## What this task involves
Lines in the data below that contain the word "DocValue" are to be copied.

Records from a data source:
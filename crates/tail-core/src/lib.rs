//! Core types for the mongo-tail engine.
//!
//! This crate is independent of any database driver:
//!
//! - [`DocValue`] - Tagged tree every source document is converted into
//! - [`FlatEvent`] - Single-level record emitted downstream
//! - [`EventSink`] - Downstream emission trait (with [`ChannelSink`])
//! - [`transform`] - `flatten`, `dig` and `raw` document transforms
//!
//! # Architecture
//!
//! ```text
//! tail-core (this crate)
//!    │
//!    ├─── mongodb-types          (BSON → DocValue)
//!    └─── mongodb-tail-source    (discovery, cursor reader, tail loop)
//! ```
//!
//! # Example
//!
//! ```rust
//! use tail_core::{transform, DocValue, TransformOptions};
//!
//! let doc = DocValue::object([
//!     ("_id", DocValue::from("558de77ec5ed007567574a58")),
//!     ("info", DocValue::object([("status", DocValue::from("200"))])),
//! ]);
//!
//! let event = transform(&doc, &TransformOptions::default()).unwrap();
//! assert_eq!(event.get("info_status"), Some(&DocValue::Int(200)));
//! assert!(event.get("_id").is_none());
//! ```

pub mod event;
pub mod sink;
pub mod transform;
pub mod values;

// Re-exports for convenience
pub use event::FlatEvent;
pub use sink::{ChannelSink, EventSink};
pub use transform::{
    coerce_scalar, coerce_str, transform, TransformError, TransformMode, TransformOptions,
};
pub use values::DocValue;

## Response area
//! - [`DocValue`] - Tagged tree every source document is converted into
//!    ├─── mongodb-types          (BSON → DocValue)
//! use tail_core::{transform, DocValue, TransformOptions};
//! let doc = DocValue::object([
//!     ("_id", DocValue::from("558de77ec5ed007567574a58")),
//!     ("info", DocValue::object([("status", DocValue::from("200"))])),
//! assert_eq!(event.get("info_status"), Some(&DocValue::Int(200)));
pub use values::DocValue;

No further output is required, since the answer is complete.